Work order: Starting with the line that contains "use likebridge::processor::LikeEventProcessor;" and stopping after the line that contains "for subject in", return each line below exactly as written, with no others.

BEGIN Records for the task

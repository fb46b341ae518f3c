// Reconciliation sweep tests

use likebridge::broker::{BrokerConsumer, EventBroker, InMemoryBroker};
use likebridge::config::BrokerConfig;
use likebridge::dlq::{DeadLetterQueue, InMemoryDlqStorage};
use likebridge::error::retry::RetryConfig;
use likebridge::jobs::ReconciliationJob;
use likebridge::kv::{InMemoryKvStore, KeyScheme, KeyValueStore};
use likebridge::models::{LikeEvent, LikeEventKind};
use likebridge::processor::LikeEventProcessor;
use likebridge::store::{InMemoryLikeStore, LikeStore};
use std::collections::BTreeSet;
use std::sync::Arc;
use std::time::Duration;

#[cfg(test)]
mod reconciliation_tests {
    use super::*;

    const TOPIC: &str = "thumb-topic";

    fn no_retry() -> RetryConfig {
        RetryConfig {
            max_retries: 0,
            initial_delay_ms: 1,
            max_delay_ms: 1,
            multiplier: 1.0,
            jitter: false,
        }
    }

    fn job(
        kv: &Arc<InMemoryKvStore>,
        store: &Arc<InMemoryLikeStore>,
        broker: &Arc<InMemoryBroker>,
    ) -> ReconciliationJob {
        ReconciliationJob::new(
            kv.clone(),
            store.clone(),
            broker.clone(),
            KeyScheme::new("thumb"),
            TOPIC,
        )
        .with_retry(no_retry())
    }

    async fn mirror(kv: &InMemoryKvStore, actor: i64, subjects: &[i64]) {
        for subject in subjects {
            kv.hset(&format!("thumb:{}", actor), &subject.to_string(), "1")
                .await
                .unwrap();
        }
    }

    #[tokio::test]
    async fn test_missing_like_reemitted() {
        let kv = Arc::new(InMemoryKvStore::new());
        let store = Arc::new(InMemoryLikeStore::new());
        let broker = Arc::new(InMemoryBroker::new());

        mirror(&kv, 7, &[3, 4, 5]).await;
        store.seed_relation(7, 3).await;
        store.seed_relation(7, 4).await;

        let report = job(&kv, &store, &broker).run_once().await.unwrap();
        assert_eq!(report.actors_scanned, 1);
        assert_eq!(report.corrections_emitted, 1);
        assert_eq!(report.failures, 0);

        let published = broker.published(TOPIC).await;
        assert_eq!(published.len(), 1);
        let event = LikeEvent::decode(&published[0]).unwrap();
        assert_eq!((event.actor_id, event.subject_id), (7, 5));
        assert_eq!(event.kind, LikeEventKind::Incr);
    }

    #[tokio::test]
    async fn test_store_converges_after_processing() {
        let kv = Arc::new(InMemoryKvStore::new());
        let store = Arc::new(InMemoryLikeStore::new());
        let broker = Arc::new(InMemoryBroker::new());
        let config = BrokerConfig::default();
        let mut consumer = broker
            .subscribe(&config.like_topic, &config.like_subscription, "test")
            .await
            .unwrap();

        mirror(&kv, 7, &[3, 4, 5]).await;
        store.seed_relation(7, 3).await;
        store.seed_relation(7, 4).await;
        job(&kv, &store, &broker).run_once().await.unwrap();

        let dlq = Arc::new(DeadLetterQueue::new(Arc::new(InMemoryDlqStorage::new())));
        let processor = LikeEventProcessor::new(store.clone(), dlq, &config);
        let messages = consumer
            .batch_receive(100, Duration::from_millis(50))
            .await
            .unwrap();
        processor
            .process_batch(consumer.as_mut(), messages)
            .await
            .unwrap();

        assert_eq!(
            store.liked_subjects(7).await.unwrap(),
            BTreeSet::from([3, 4, 5])
        );

        // A second sweep finds nothing to do
        let report = job(&kv, &store, &broker).run_once().await.unwrap();
        assert_eq!(report.corrections_emitted, 0);
    }

    #[tokio::test]
    async fn test_ledger_keys_skipped() {
        let kv = Arc::new(InMemoryKvStore::new());
        let store = Arc::new(InMemoryLikeStore::new());
        let broker = Arc::new(InMemoryBroker::new());

        kv.hset("thumb:temp:1700000000", "7:5", "1").await.unwrap();
        mirror(&kv, 7, &[5]).await;
        store.seed_relation(7, 5).await;

        let report = job(&kv, &store, &broker).run_once().await.unwrap();
        assert_eq!(report.actors_scanned, 1);
        assert_eq!(report.keys_skipped, 1);
        assert_eq!(report.corrections_emitted, 0);
        assert!(broker.published(TOPIC).await.is_empty());
    }

    #[tokio::test]
    async fn test_store_only_likes_left_alone() {
        let kv = Arc::new(InMemoryKvStore::new());
        let store = Arc::new(InMemoryLikeStore::new());
        let broker = Arc::new(InMemoryBroker::new());

        mirror(&kv, 7, &[3]).await;
        store.seed_relation(7, 3).await;
        store.seed_relation(7, 9).await;

        let report = job(&kv, &store, &broker).run_once().await.unwrap();
        assert_eq!(report.corrections_emitted, 0);
    }

    #[tokio::test]
    async fn test_failure_counted_and_sweep_continues() {
        let kv = Arc::new(InMemoryKvStore::new());
        let store = Arc::new(InMemoryLikeStore::new());
        let broker = Arc::new(InMemoryBroker::new());

        mirror(&kv, 7, &[3]).await;
        mirror(&kv, 8, &[4]).await;
        broker.set_unavailable(true);

        let report = job(&kv, &store, &broker).run_once().await.unwrap();
        assert_eq!(report.actors_scanned, 2);
        assert_eq!(report.failures, 2);
        assert_eq!(report.corrections_emitted, 0);
    }
}
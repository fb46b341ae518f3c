use super::{BrokerConsumer, BrokerMessage, EventBroker, PendingPublish, RedeliveryPolicy};
use crate::config::BrokerConfig;
use crate::error::{LikeBridgeError, Result};
use async_trait::async_trait;
use redis::aio::MultiplexedConnection;
use redis::streams::{StreamId, StreamReadOptions, StreamReadReply};
use redis::{AsyncCommands, Client};
use std::collections::HashMap;
use std::time::Duration;
use tokio::time::Instant;
use tracing::{debug, info, warn};

const PAYLOAD_FIELD: &str = "payload";

/// Broker on Redis Streams.
///
/// A topic is the stream `{prefix}:{topic}`, a subscription is a consumer
/// group. Redelivery claims pending entries whose idle time passed the
/// backoff for their delivery count.
pub struct RedisStreamBroker {
    client: Client,
    conn: MultiplexedConnection,
    prefix: String,
    max_len: usize,
    policy: RedeliveryPolicy,
}

impl RedisStreamBroker {
    pub async fn connect(client: Client, config: &BrokerConfig) -> Result<Self> {
        let conn = client.get_multiplexed_tokio_connection().await?;
        Ok(Self {
            client,
            conn,
            prefix: config.stream_prefix.clone(),
            max_len: config.max_stream_len,
            policy: RedeliveryPolicy::from(config),
        })
    }

    fn stream_key(&self, topic: &str) -> String {
        format!("{}:{}", self.prefix, topic)
    }

    fn xadd_cmd(&self, topic: &str, payload: &[u8]) -> redis::Cmd {
        let mut cmd = redis::cmd("XADD");
        cmd.arg(self.stream_key(topic));
        if self.max_len > 0 {
            cmd.arg("MAXLEN").arg("~").arg(self.max_len);
        }
        cmd.arg("*").arg(PAYLOAD_FIELD).arg(payload);
        cmd
    }
}

#[async_trait]
impl EventBroker for RedisStreamBroker {
    async fn publish(&self, topic: &str, payload: Vec<u8>) -> Result<String> {
        let mut conn = self.conn.clone();
        let id: String = self
            .xadd_cmd(topic, &payload)
            .query_async(&mut conn)
            .await
            .map_err(|e| LikeBridgeError::Broker(format!("XADD to {} failed: {}", topic, e)))?;
        Ok(id)
    }

    async fn publish_async(&self, topic: &str, payload: Vec<u8>) -> Result<PendingPublish> {
        let cmd = self.xadd_cmd(topic, &payload);
        let mut conn = self.conn.clone();
        let topic = topic.to_string();
        Ok(PendingPublish::spawn(async move {
            cmd.query_async::<_, String>(&mut conn)
                .await
                .map_err(|e| LikeBridgeError::Delivery(format!("XADD to {} failed: {}", topic, e)))
        }))
    }

    async fn subscribe(
        &self,
        topic: &str,
        subscription: &str,
        consumer_name: &str,
    ) -> Result<Box<dyn BrokerConsumer>> {
        let stream = self.stream_key(topic);
        // Blocking reads get a connection of their own
        let mut conn = self.client.get_multiplexed_tokio_connection().await?;

        let created: redis::RedisResult<()> = redis::cmd("XGROUP")
            .arg("CREATE")
            .arg(&stream)
            .arg(subscription)
            .arg("0")
            .arg("MKSTREAM")
            .query_async(&mut conn)
            .await;
        match created {
            Ok(()) => info!("Created consumer group '{}' on {}", subscription, stream),
            Err(e) if e.code() == Some("BUSYGROUP") => {
                debug!("Consumer group '{}' already exists on {}", subscription, stream)
            }
            Err(e) => return Err(e.into()),
        }

        Ok(Box::new(RedisStreamConsumer {
            conn,
            stream,
            group: subscription.to_string(),
            consumer: consumer_name.to_string(),
            policy: self.policy,
            nacked: HashMap::new(),
        }))
    }

    async fn ping(&self) -> Result<()> {
        let mut conn = self.conn.clone();
        redis::cmd("PING").query_async::<_, String>(&mut conn).await?;
        Ok(())
    }
}

struct RedisStreamConsumer {
    conn: MultiplexedConnection,
    stream: String,
    group: String,
    consumer: String,
    policy: RedeliveryPolicy,
    /// Nacked ids and the redelivery count they were nacked at
    nacked: HashMap<String, u32>,
}

impl RedisStreamConsumer {
    fn to_message(entry: &StreamId, redelivery_count: u32) -> Option<BrokerMessage> {
        let payload: Vec<u8> = entry.get(PAYLOAD_FIELD)?;
        Some(BrokerMessage {
            id: entry.id.clone(),
            payload,
            redelivery_count,
        })
    }

    /// Claim pending entries whose backoff has elapsed
    async fn claim_due(&mut self, max_messages: usize) -> Result<Vec<BrokerMessage>> {
        let pending: Vec<(String, String, u64, u64)> = redis::cmd("XPENDING")
            .arg(&self.stream)
            .arg(&self.group)
            .arg("-")
            .arg("+")
            .arg(max_messages)
            .query_async(&mut self.conn)
            .await?;

        let mut due = Vec::new();
        for (id, _owner, idle_ms, times_delivered) in pending {
            let redelivery_count = times_delivered as u32;
            let backoff = match self.nacked.get(&id) {
                Some(nacked_at) => self.policy.nack.delay(*nacked_at),
                None => self.policy.ack_timeout.delay(redelivery_count.saturating_sub(1)),
            };
            if Duration::from_millis(idle_ms) >= backoff {
                due.push((id, redelivery_count, backoff));
            }
        }

        let mut messages = Vec::new();
        for (id, redelivery_count, backoff) in due {
            // Another consumer may claim first; min-idle makes the claim exclusive
            let claimed: redis::streams::StreamClaimReply = redis::cmd("XCLAIM")
                .arg(&self.stream)
                .arg(&self.group)
                .arg(&self.consumer)
                .arg(backoff.as_millis() as u64)
                .arg(&id)
                .query_async(&mut self.conn)
                .await?;
            self.nacked.remove(&id);

            for entry in &claimed.ids {
                match Self::to_message(entry, redelivery_count) {
                    Some(message) => messages.push(message),
                    None => {
                        warn!("Stream entry {} has no payload; acknowledging", entry.id);
                        self.ack(&entry.id).await?;
                    }
                }
            }
        }
        Ok(messages)
    }
}

#[async_trait]
impl BrokerConsumer for RedisStreamConsumer {
    async fn batch_receive(
        &mut self,
        max_messages: usize,
        timeout: Duration,
    ) -> Result<Vec<BrokerMessage>> {
        let max_messages = max_messages.max(1);
        let deadline = Instant::now() + timeout;

        let mut batch = self.claim_due(max_messages).await?;
        if batch.len() >= max_messages {
            return Ok(batch);
        }

        let remaining = deadline.saturating_duration_since(Instant::now());
        let mut options = StreamReadOptions::default()
            .group(&self.group, &self.consumer)
            .count(max_messages - batch.len());
        if batch.is_empty() && !remaining.is_zero() {
            options = options.block(remaining.as_millis().max(1) as usize);
        }

        let reply: Option<StreamReadReply> = self
            .conn
            .xread_options(&[&self.stream], &[">"], &options)
            .await?;

        let mut malformed = Vec::new();
        if let Some(reply) = reply {
            for key in reply.keys {
                for entry in key.ids {
                    match Self::to_message(&entry, 0) {
                        Some(message) => batch.push(message),
                        None => malformed.push(entry.id),
                    }
                }
            }
        }
        for id in malformed {
            warn!("Stream entry {} has no payload; acknowledging", id);
            self.ack(&id).await?;
        }

        Ok(batch)
    }

    async fn ack(&mut self, message_id: &str) -> Result<()> {
        redis::cmd("XACK")
            .arg(&self.stream)
            .arg(&self.group)
            .arg(message_id)
            .query_async::<_, i64>(&mut self.conn)
            .await?;
        self.nacked.remove(message_id);
        Ok(())
    }

    async fn nack(&mut self, message: &BrokerMessage) -> Result<()> {
        // Re-claiming to ourselves resets the idle clock without counting a delivery
        redis::cmd("XCLAIM")
            .arg(&self.stream)
            .arg(&self.group)
            .arg(&self.consumer)
            .arg(0)
            .arg(&message.id)
            .arg("JUSTID")
            .query_async::<_, Vec<String>>(&mut self.conn)
            .await?;
        self.nacked
            .insert(message.id.clone(), message.redelivery_count);
        Ok(())
    }
}
use super::{AtomicScript, KeyValueStore};
use crate::error::{LikeBridgeError, Result};
use async_trait::async_trait;
use std::collections::HashMap;
use std::sync::atomic::{AtomicBool, Ordering};
use std::time::{Duration, Instant};
use tokio::sync::Mutex;

#[derive(Debug, Default)]
struct MemoryState {
    strings: HashMap<String, (String, Option<Instant>)>,
    hashes: HashMap<String, HashMap<String, String>>,
}

impl MemoryState {
    fn purge_expired(&mut self, key: &str) {
        let expired = matches!(
            self.strings.get(key),
            Some((_, Some(deadline))) if *deadline <= Instant::now()
        );
        if expired {
            self.strings.remove(key);
        }
    }

    fn get_string(&mut self, key: &str) -> Option<String> {
        self.purge_expired(key);
        self.strings.get(key).map(|(value, _)| value.clone())
    }

    fn exists(&mut self, key: &str) -> bool {
        self.purge_expired(key);
        self.strings.contains_key(key) || self.hashes.contains_key(key)
    }

    fn hexists(&self, key: &str, field: &str) -> bool {
        self.hashes
            .get(key)
            .map(|hash| hash.contains_key(field))
            .unwrap_or(false)
    }

    fn hset(&mut self, key: &str, field: &str, value: String) {
        self.hashes
            .entry(key.to_string())
            .or_default()
            .insert(field.to_string(), value);
    }

    fn hdel(&mut self, key: &str, field: &str) -> bool {
        let Some(hash) = self.hashes.get_mut(key) else {
            return false;
        };
        let removed = hash.remove(field).is_some();
        if hash.is_empty() {
            self.hashes.remove(key);
        }
        removed
    }

    fn hincrby(&mut self, key: &str, field: &str, by: i64) -> Result<i64> {
        let hash = self.hashes.entry(key.to_string()).or_default();
        let current = match hash.get(field) {
            Some(raw) => raw.parse::<i64>().map_err(|_| {
                LikeBridgeError::Redis(format!("hash value at {}/{} is not an integer", key, field))
            })?,
            None => 0,
        };
        let next = current + by;
        hash.insert(field.to_string(), next.to_string());
        Ok(next)
    }
}

/// In-process store with the same semantics as [`super::RedisKvStore`].
///
/// Scripts run under the state lock, which gives them the same atomicity a
/// Redis script has.
#[derive(Debug, Default)]
pub struct InMemoryKvStore {
    state: Mutex<MemoryState>,
    unavailable: AtomicBool,
}

impl InMemoryKvStore {
    pub fn new() -> Self {
        Self::default()
    }

    /// Make every call fail with a transient error until reset
    pub fn set_unavailable(&self, unavailable: bool) {
        self.unavailable.store(unavailable, Ordering::SeqCst);
    }

    fn check_available(&self) -> Result<()> {
        if self.unavailable.load(Ordering::SeqCst) {
            return Err(LikeBridgeError::Redis("store unavailable".to_string()));
        }
        Ok(())
    }

    /// Remaining lifetime of a string key, for tests
    pub async fn ttl(&self, key: &str) -> Option<Duration> {
        let mut state = self.state.lock().await;
        state.purge_expired(key);
        state
            .strings
            .get(key)
            .and_then(|(_, deadline)| *deadline)
            .map(|deadline| deadline.saturating_duration_since(Instant::now()))
    }
}

#[async_trait]
impl KeyValueStore for InMemoryKvStore {
    async fn get(&self, key: &str) -> Result<Option<String>> {
        self.check_available()?;
        Ok(self.state.lock().await.get_string(key))
    }

    async fn set(&self, key: &str, value: &str, ttl: Option<Duration>) -> Result<()> {
        self.check_available()?;
        let deadline = ttl.map(|ttl| Instant::now() + ttl);
        self.state
            .lock()
            .await
            .strings
            .insert(key.to_string(), (value.to_string(), deadline));
        Ok(())
    }

    async fn delete(&self, key: &str) -> Result<bool> {
        self.check_available()?;
        let mut state = self.state.lock().await;
        state.purge_expired(key);
        let had_string = state.strings.remove(key).is_some();
        let had_hash = state.hashes.remove(key).is_some();
        Ok(had_string || had_hash)
    }

    async fn hset(&self, key: &str, field: &str, value: &str) -> Result<()> {
        self.check_available()?;
        self.state.lock().await.hset(key, field, value.to_string());
        Ok(())
    }

    async fn hget(&self, key: &str, field: &str) -> Result<Option<String>> {
        self.check_available()?;
        let state = self.state.lock().await;
        Ok(state.hashes.get(key).and_then(|hash| hash.get(field).cloned()))
    }

    async fn hdel(&self, key: &str, field: &str) -> Result<bool> {
        self.check_available()?;
        Ok(self.state.lock().await.hdel(key, field))
    }

    async fn hexists(&self, key: &str, field: &str) -> Result<bool> {
        self.check_available()?;
        Ok(self.state.lock().await.hexists(key, field))
    }

    async fn hkeys(&self, key: &str) -> Result<Vec<String>> {
        self.check_available()?;
        let state = self.state.lock().await;
        Ok(state
            .hashes
            .get(key)
            .map(|hash| hash.keys().cloned().collect())
            .unwrap_or_default())
    }

    async fn hgetall(&self, key: &str) -> Result<HashMap<String, String>> {
        self.check_available()?;
        let state = self.state.lock().await;
        Ok(state.hashes.get(key).cloned().unwrap_or_default())
    }

    async fn scan_keys(&self, pattern: &str, _count: usize) -> Result<Vec<String>> {
        self.check_available()?;
        let mut state = self.state.lock().await;
        let string_keys: Vec<String> = state.strings.keys().cloned().collect();
        for key in &string_keys {
            state.purge_expired(key);
        }
        let mut keys: Vec<String> = state
            .strings
            .keys()
            .chain(state.hashes.keys())
            .filter(|key| glob_match(pattern, key))
            .cloned()
            .collect();
        keys.sort();
        keys.dedup();
        Ok(keys)
    }

    async fn eval(&self, script: AtomicScript, keys: &[String], args: &[String]) -> Result<i64> {
        self.check_available()?;
        script.check_arity(keys, args)?;
        let mut state = self.state.lock().await;

        match script {
            AtomicScript::LikeWithLedger => {
                if state.hexists(&keys[1], &args[1]) {
                    return Ok(-1);
                }
                let field = format!("{}:{}", args[0], args[1]);
                state.hincrby(&keys[0], &field, 1)?;
                state.hset(&keys[1], &args[1], args[2].clone());
                Ok(1)
            }
            AtomicScript::UnlikeWithLedger => {
                if !state.hexists(&keys[1], &args[1]) {
                    return Ok(-1);
                }
                let field = format!("{}:{}", args[0], args[1]);
                state.hincrby(&keys[0], &field, -1)?;
                state.hdel(&keys[1], &args[1]);
                Ok(1)
            }
            AtomicScript::MarkLiked => {
                if state.hexists(&keys[0], &args[0]) {
                    return Ok(-1);
                }
                state.hset(&keys[0], &args[0], args[1].clone());
                Ok(1)
            }
            AtomicScript::UnmarkLiked => {
                if !state.hexists(&keys[0], &args[0]) {
                    return Ok(-1);
                }
                state.hdel(&keys[0], &args[0]);
                Ok(1)
            }
            AtomicScript::SetCounter => {
                if state.exists(&keys[0]) {
                    if let Some(entry) = state.strings.get_mut(&keys[0]) {
                        entry.0 = args[0].clone();
                    }
                    return Ok(0);
                }
                let secs = args[1].parse::<u64>().map_err(|_| {
                    LikeBridgeError::InvalidParameter(format!("invalid expiry '{}'", args[1]))
                })?;
                let deadline = Instant::now() + Duration::from_secs(secs);
                state
                    .strings
                    .insert(keys[0].clone(), (args[0].clone(), Some(deadline)));
                Ok(1)
            }
            AtomicScript::ReleaseLock => {
                if state.get_string(&keys[0]).as_deref() == Some(args[0].as_str()) {
                    state.strings.remove(&keys[0]);
                    return Ok(1);
                }
                Ok(0)
            }
        }
    }

    async fn try_lock(&self, key: &str, token: &str, lease: Duration) -> Result<bool> {
        self.check_available()?;
        let mut state = self.state.lock().await;
        if state.exists(key) {
            return Ok(false);
        }
        state.strings.insert(
            key.to_string(),
            (token.to_string(), Some(Instant::now() + lease)),
        );
        Ok(true)
    }

    async fn ping(&self) -> Result<()> {
        self.check_available()
    }
}

/// Redis-style glob supporting `*` and `?`
fn glob_match(pattern: &str, candidate: &str) -> bool {
    let pattern: Vec<char> = pattern.chars().collect();
    let candidate: Vec<char> = candidate.chars().collect();
    let (mut p, mut c) = (0, 0);
    let mut star: Option<(usize, usize)> = None;

    while c < candidate.len() {
        if p < pattern.len() && (pattern[p] == '?' || pattern[p] == candidate[c]) {
            p += 1;
            c += 1;
        } else if p < pattern.len() && pattern[p] == '*' {
            star = Some((p, c));
            p += 1;
        } else if let Some((star_p, star_c)) = star {
            p = star_p + 1;
            c = star_c + 1;
            star = Some((star_p, star_c + 1));
        } else {
            return false;
        }
    }
    while p < pattern.len() && pattern[p] == '*' {
        p += 1;
    }
    p == pattern.len()
}
use crate::error::{LikeBridgeError, Result};

/// Server-side scripts the engine relies on.
///
/// The in-memory store reproduces each one under a single lock; the Redis
/// store ships the Lua source below.
#[derive(Debug, Clone, Copy, PartialEq, Eq, Hash)]
pub enum AtomicScript {
    /// KEYS: temp ledger, relation mirror. ARGV: actor, subject, marker.
    LikeWithLedger,
    /// KEYS: temp ledger, relation mirror. ARGV: actor, subject.
    UnlikeWithLedger,
    /// KEYS: relation mirror. ARGV: subject, marker.
    MarkLiked,
    /// KEYS: relation mirror. ARGV: subject.
    UnmarkLiked,
    /// KEYS: counter. ARGV: value, expiry seconds (only applied to new keys).
    SetCounter,
    /// KEYS: lock. ARGV: token.
    ReleaseLock,
}

impl AtomicScript {
    pub const ALL: [AtomicScript; 6] = [
        AtomicScript::LikeWithLedger,
        AtomicScript::UnlikeWithLedger,
        AtomicScript::MarkLiked,
        AtomicScript::UnmarkLiked,
        AtomicScript::SetCounter,
        AtomicScript::ReleaseLock,
    ];

    pub fn name(&self) -> &'static str {
        match self {
            AtomicScript::LikeWithLedger => "like_with_ledger",
            AtomicScript::UnlikeWithLedger => "unlike_with_ledger",
            AtomicScript::MarkLiked => "mark_liked",
            AtomicScript::UnmarkLiked => "unmark_liked",
            AtomicScript::SetCounter => "set_counter",
            AtomicScript::ReleaseLock => "release_lock",
        }
    }

    pub fn arity(&self) -> (usize, usize) {
        match self {
            AtomicScript::LikeWithLedger => (2, 3),
            AtomicScript::UnlikeWithLedger => (2, 2),
            AtomicScript::MarkLiked => (1, 2),
            AtomicScript::UnmarkLiked => (1, 1),
            AtomicScript::SetCounter => (1, 2),
            AtomicScript::ReleaseLock => (1, 1),
        }
    }

    pub fn check_arity(&self, keys: &[String], args: &[String]) -> Result<()> {
        let (key_count, arg_count) = self.arity();
        if keys.len() != key_count || args.len() != arg_count {
            return Err(LikeBridgeError::InvalidParameter(format!(
                "script {} expects {} keys and {} args, got {} and {}",
                self.name(),
                key_count,
                arg_count,
                keys.len(),
                args.len()
            )));
        }
        Ok(())
    }

    pub fn source(&self) -> &'static str {
        match self {
            AtomicScript::LikeWithLedger => LIKE_WITH_LEDGER,
            AtomicScript::UnlikeWithLedger => UNLIKE_WITH_LEDGER,
            AtomicScript::MarkLiked => MARK_LIKED,
            AtomicScript::UnmarkLiked => UNMARK_LIKED,
            AtomicScript::SetCounter => SET_COUNTER,
            AtomicScript::ReleaseLock => RELEASE_LOCK,
        }
    }
}

/// Interpretation of a like/unlike script result
#[derive(Debug, Clone, Copy, PartialEq, Eq)]
pub enum ScriptOutcome {
    /// -1: the relation was already in the requested state
    AlreadyDone,
    /// 1: applied
    Success,
    /// Any other value: nothing happened
    NotDone,
}

impl From<i64> for ScriptOutcome {
    fn from(value: i64) -> Self {
        match value {
            -1 => ScriptOutcome::AlreadyDone,
            1 => ScriptOutcome::Success,
            _ => ScriptOutcome::NotDone,
        }
    }
}

const LIKE_WITH_LEDGER: &str = r#"
local ledger = KEYS[1]
local relations = KEYS[2]
if redis.call('HEXISTS', relations, ARGV[2]) == 1 then
    return -1
end
redis.call('HINCRBY', ledger, ARGV[1] .. ':' .. ARGV[2], 1)
redis.call('HSET', relations, ARGV[2], ARGV[3])
return 1
"#;

const UNLIKE_WITH_LEDGER: &str = r#"
local ledger = KEYS[1]
local relations = KEYS[2]
if redis.call('HEXISTS', relations, ARGV[2]) ~= 1 then
    return -1
end
redis.call('HINCRBY', ledger, ARGV[1] .. ':' .. ARGV[2], -1)
redis.call('HDEL', relations, ARGV[2])
return 1
"#;

const MARK_LIKED: &str = r#"
if redis.call('HEXISTS', KEYS[1], ARGV[1]) == 1 then
    return -1
end
redis.call('HSET', KEYS[1], ARGV[1], ARGV[2])
return 1
"#;

const UNMARK_LIKED: &str = r#"
if redis.call('HEXISTS', KEYS[1], ARGV[1]) == 0 then
    return -1
end
redis.call('HDEL', KEYS[1], ARGV[1])
return 1
"#;

const SET_COUNTER: &str = r#"
if redis.call('EXISTS', KEYS[1]) == 1 then
    redis.call('SET', KEYS[1], ARGV[1], 'KEEPTTL')
    return 0
end
redis.call('SET', KEYS[1], ARGV[1], 'EX', ARGV[2])
return 1
"#;

const RELEASE_LOCK: &str = r#"
if redis.call('GET', KEYS[1]) == ARGV[1] then
    return redis.call('DEL', KEYS[1])
end
return 0
"#;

END Records for the task

Written reply:
use likebridge::processor::LikeEventProcessor;
use likebridge::store::{InMemoryLikeStore, LikeStore};
use std::collections::BTreeSet;
use std::sync::Arc;
use std::time::Duration;

#[cfg(test)]
mod reconciliation_tests {
    use super::*;

    const TOPIC: &str = "thumb-topic";

    fn no_retry() -> RetryConfig {
        RetryConfig {
            max_retries: 0,
            initial_delay_ms: 1,
            max_delay_ms: 1,
            multiplier: 1.0,
            jitter: false,
        }
    }

    fn job(
        kv: &Arc<InMemoryKvStore>,
        store: &Arc<InMemoryLikeStore>,
        broker: &Arc<InMemoryBroker>,
    ) -> ReconciliationJob {
        ReconciliationJob::new(
            kv.clone(),
            store.clone(),
            broker.clone(),
            KeyScheme::new("thumb"),
            TOPIC,
        )
        .with_retry(no_retry())
    }

    async fn mirror(kv: &InMemoryKvStore, actor: i64, subjects: &[i64]) {
        for subject in subjects {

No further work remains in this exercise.